Today we’d like to introduce you to Brent L. Smith.

Hi Brent L., so excited to have you on the platform. So before we get into questions about your work-life, maybe you can bring our readers up to speed on your story and how you got to where you are today?
My story? I don’t know. I always had an instinct for writing, but I never took it seriously until college. I was better at writing than anything else. I tend to take the path of least resistance.

At first, it was essays. I thought I was going to be strictly a nonfiction writer. I didn’t think I had the chops for fiction. But then I went to graduate school at the Jack Kerouac School in Colorado, and took some fiction courses. There was this professor and author, Keith Abbott, and it was just from a few of his prompts that made me realize I could do it. I realized it was easier than nonfiction, and that the two really aren’t that different.

I got back to LA and had no idea what to do. I was 26 and got a job as a bartender at Harvard & Stone when it first opened. Back then it was where everyone went, lots of celebrities all the time, all that. I was hired as a freelance screenwriter for Jesse Dylan’s production company, Wondros, when they were trying to branch out into tv/film. I co-wrote a horror script that they tried to get financing for but that fell through (as most projects do). I continued freelance writing in the day, bartending at night.

I wrote for Flaunt Magazine and interviewed a lot of the same famous faces I would see in the bar. It was sometimes a bummer because here I was this prose writer from the Jack Kerouac School and everyone in LA writes for TV. No poets or novelists anywhere. So I found myself writing for music magazines and blogs, covering live shows and reviewing albums and interviewing local rockers. I wasn’t a journalist and had no idea how to write about music. But I found there is no way to write about music, you just have to feel it, and write what you feel. Then I got lucky because in the 2010s there was a huge wave of garage rock that hit LA. The scene sprang out of nowhere. So that’s where I found community, among local rock bands, and all my friends were in all my favorite bands.

After a while, though, I realized online writing was so disposable, and no matter how much blood and sweat you put into essays or profiles, they just get swept into yesterday’s feed, and no one cares except you. I wanted to write something that could stick. I decided to write my first book. I published an occult mystery novella Edendale Society in 2017. Then a book of poems called Nation of Dirty Assholes in 2018. Then COVID hit, killed my bar job, killed the music scene, and all I had was the blank page with nothing to do. So I finished a neo-noir book I had been putting off, Pipe Dreams on Pico, which was published in 2021.

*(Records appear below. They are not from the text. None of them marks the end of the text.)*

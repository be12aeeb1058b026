use std::sync::Arc;

use pact_core::models::field;
use pact_core::{
    Clock, Direction, Document, DocumentStore, FRIENDS_COLLECTION, FriendEdge, Filter,
    PREFIX_SENTINEL, PactError, Projection, Query, Result, Snapshot, SystemClock,
    USERS_COLLECTION, User,
};
use pact_identity::IdentityContext;
use tokio::sync::watch;
use tracing::{info, warn};

use crate::grouping::{PartnerChoices, partition_users};

pub const USERS_PAGE_SIZE: usize = 50;
pub const SEARCH_PAGE_SIZE: usize = 10;

/// User listing and the actor's friend edges, both as fenced projections
/// replaced wholesale by every load.
pub struct UserDirectory {
    identity: Arc<IdentityContext>,
    documents: Arc<dyn DocumentStore>,
    clock: Arc<dyn Clock>,
    users: Projection<User>,
    friends: Projection<FriendEdge>,
}

impl UserDirectory {
    pub fn new(identity: Arc<IdentityContext>, documents: Arc<dyn DocumentStore>) -> Self {
        Self {
            identity,
            documents,
            clock: Arc::new(SystemClock),
            users: Projection::new("users"),
            friends: Projection::new("friends"),
        }
    }

    pub fn with_clock(mut self, clock: Arc<dyn Clock>) -> Self {
        self.clock = clock;
        self
    }

    /// First page of users ordered by name.
    pub async fn fetch_users(&self) -> Result<Arc<Vec<User>>> {
        let query = Query::collection(USERS_COLLECTION)
            .order_by(field::NAME, Direction::Ascending)
            .limit(USERS_PAGE_SIZE);
        self.replace_users(query).await
    }

    /// Users whose name starts with `prefix` (case-sensitive range match),
    /// at most [`SEARCH_PAGE_SIZE`]. A blank prefix lists users like
    /// [`fetch_users`](Self::fetch_users).
    pub async fn search_users(&self, prefix: &str) -> Result<Arc<Vec<User>>> {
        let prefix = prefix.trim();
        if prefix.is_empty() {
            return self.fetch_users().await;
        }

        let query = Query::collection(USERS_COLLECTION)
            .filter(Filter::ge(field::NAME, prefix))
            .filter(Filter::lt(field::NAME, format!("{prefix}{PREFIX_SENTINEL}")))
            .order_by(field::NAME, Direction::Ascending)
            .limit(SEARCH_PAGE_SIZE);
        self.replace_users(query).await
    }

    pub async fn load_friends(&self) -> Result<Arc<Vec<FriendEdge>>> {
        let actor_id = self.identity.require_actor()?;
        let ticket = self.friends.begin();

        let query = Query::collection(FRIENDS_COLLECTION)
            .filter(Filter::eq(field::USER_ID, actor_id.as_str()))
            .order_by(field::DATE_ADDED, Direction::Ascending);
        let documents = self.documents.query(&query).await?;
        let edges = decode_all(&documents, FriendEdge::from_document);

        if self.friends.commit(ticket, Some(actor_id.clone()), edges) {
            info!(actor_id = %actor_id, version = ticket.sequence(), "friends refreshed");
        }
        Ok(self.friends.current().items)
    }

    /// Adds `friend_id` to the actor's friends. Adding an existing friend
    /// returns the edge already on record.
    pub async fn add_friend(&self, friend_id: &str) -> Result<FriendEdge> {
        let actor_id = self.identity.require_actor()?;
        let friend_id = friend_id.trim();
        if friend_id.is_empty() {
            return Err(PactError::validation("friend_id", "friend is required"));
        }
        if friend_id == actor_id {
            return Err(PactError::validation(
                "friend_id",
                "a user cannot befriend themselves",
            ));
        }

        if self.documents.get(USERS_COLLECTION, friend_id).await?.is_none() {
            return Err(PactError::NotFound {
                collection: USERS_COLLECTION.to_string(),
                id: friend_id.to_string(),
            });
        }

        if let Some(existing) = self.edges_to(&actor_id, friend_id).await?.into_iter().next() {
            return Ok(existing);
        }

        let date_added = self.clock.now();
        let fields = FriendEdge::edge_fields(&actor_id, friend_id, date_added);
        let id = self.documents.add(FRIENDS_COLLECTION, fields).await?;
        info!(actor_id = %actor_id, friend_id, "friend added");

        self.refresh_friends().await;
        Ok(FriendEdge {
            id,
            user_id: actor_id,
            friend_id: friend_id.to_string(),
            date_added,
        })
    }

    /// Deletes the actor's edge to `friend_id`. The reverse edge, if any, is
    /// left alone.
    pub async fn remove_friend(&self, friend_id: &str) -> Result<()> {
        let actor_id = self.identity.require_actor()?;
        let edges = self.edges_to(&actor_id, friend_id).await?;
        if edges.is_empty() {
            return Err(PactError::NotFound {
                collection: FRIENDS_COLLECTION.to_string(),
                id: friend_id.to_string(),
            });
        }

        for edge in &edges {
            self.documents.delete(FRIENDS_COLLECTION, &edge.id).await?;
        }
        info!(actor_id = %actor_id, friend_id, "friend removed");

        self.refresh_friends().await;
        Ok(())
    }

    pub fn users(&self) -> Snapshot<User> {
        self.users.current()
    }

    pub fn friends(&self) -> Snapshot<FriendEdge> {
        self.friends.current()
    }

    pub fn subscribe_users(&self) -> watch::Receiver<Snapshot<User>> {
        self.users.subscribe()
    }

    pub fn subscribe_friends(&self) -> watch::Receiver<Snapshot<FriendEdge>> {
        self.friends.subscribe()
    }

    /// The loaded users split into friends and others for partner selection.
    pub fn partner_choices(&self) -> PartnerChoices {
        let Some(actor_id) = self.identity.current_actor_id() else {
            return PartnerChoices::default();
        };
        partition_users(&self.users.current().items, &self.friends.current().items, &actor_id)
    }

    async fn replace_users(&self, query: Query) -> Result<Arc<Vec<User>>> {
        let ticket = self.users.begin();
        let documents = self.documents.query(&query).await.map_err(|err| {
            warn!("failed to load users: {err}");
            PactError::from(err)
        })?;
        let users = decode_all(&documents, User::from_document);
        let count = users.len();

        if self
            .users
            .commit(ticket, self.identity.current_actor_id(), users)
        {
            info!(count, version = ticket.sequence(), "users refreshed");
        }
        Ok(self.users.current().items)
    }

    async fn edges_to(&self, actor_id: &str, friend_id: &str) -> Result<Vec<FriendEdge>> {
        let query = Query::collection(FRIENDS_COLLECTION)
            .filter(Filter::eq(field::USER_ID, actor_id))
            .filter(Filter::eq(field::FRIEND_ID, friend_id));
        let documents = self.documents.query(&query).await?;
        Ok(decode_all(&documents, FriendEdge::from_document))
    }

    async fn refresh_friends(&self) {
        if let Err(err) = self.load_friends().await {
            warn!("refresh after friend change failed: {err}");
        }
    }
}

fn decode_all<T, E: std::fmt::Display>(
    documents: &[Document],
    decode: impl Fn(&Document) -> std::result::Result<T, E>,
) -> Vec<T> {
    documents
        .iter()
        .filter_map(|document| match decode(document) {
            Ok(item) => Some(item),
            Err(err) => {
                warn!("skipping malformed document: {err}");
                None
            }
        })
        .collect()
}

Post-COVID, a lot of NY kids moved to LA, and now we’re enjoying a thriving underground lit scene that I never saw coming. Poetry readings replaced rock shows. Imagine that. Nowadays, I work a day job with good pay and I write at night. I finished an acid western novel, Gambling Hell in No Time, that I’ve been pitching for the last year. But it’s a hard sell, an acid western. I suppose that’s where I am today.

Alright, so let’s dig a little deeper into the story – has it been an easy path overall and if not, what were the challenges you’ve had to overcome?
When is it ever a smooth road? I’ve done so much bad writing. Thank god nothing ever got published when I was younger. But nothing ever went to waste. If anything, it was a practice in endurance. It took a long time before I was ever floored by anything I put down. Style is a tricky thing. But you need it. You just have to keep at it. And then you have to know when to put it down and go live some life. But, in the end, never stop writing. It reveals so much about what you never even realized you knew. You know what I mean? Anyway, never stop. A lot of people stop.

Can you tell our readers more about what you do and what you think sets you apart from others?
Based on feedback, I write highly stylized stories with themes that often revolve around LA, my hometown, where glamour and decay coexist; the morbid fascination of its forgotten past; the psychic collapse therein. A reviewer described Pipe Dreams on Pico as “a novella that feels vintage in a lot of ways: there’s some ‘50s B-movie alien invasion in here, alongside hard-boiled LA noir and Steve McQueen movie, muscle car worship … The style is spare and direct, and borrows a lot from the speed and grit of garage punk.”

My mother is a well-known hypnotherapist who specializes in alien abduction, so my upbringing involved being exposed to esoteric and occult subjects at a very young age. The paranormal was all very normal to me. The paranormal is an undercurrent in most aspects of my life, certainly in my writing.

I’m proud of anything I’ve managed to write. I don’t write anything often, not as often as I’d like, it’s incredibly laborious for me (but still fun), so when I do, I know that it carries weight. I’m particularly proud of this acid western I just finished. It’s my favorite thing I’ve written so far. That’s all you can strive for in writing. Just get better, get weirder, get more and more outside yourself. A few agents really enjoyed it but described it as “experimental,” which isn’t a compliment in the buy-and-sell market of books. I just hope it sees the light of day.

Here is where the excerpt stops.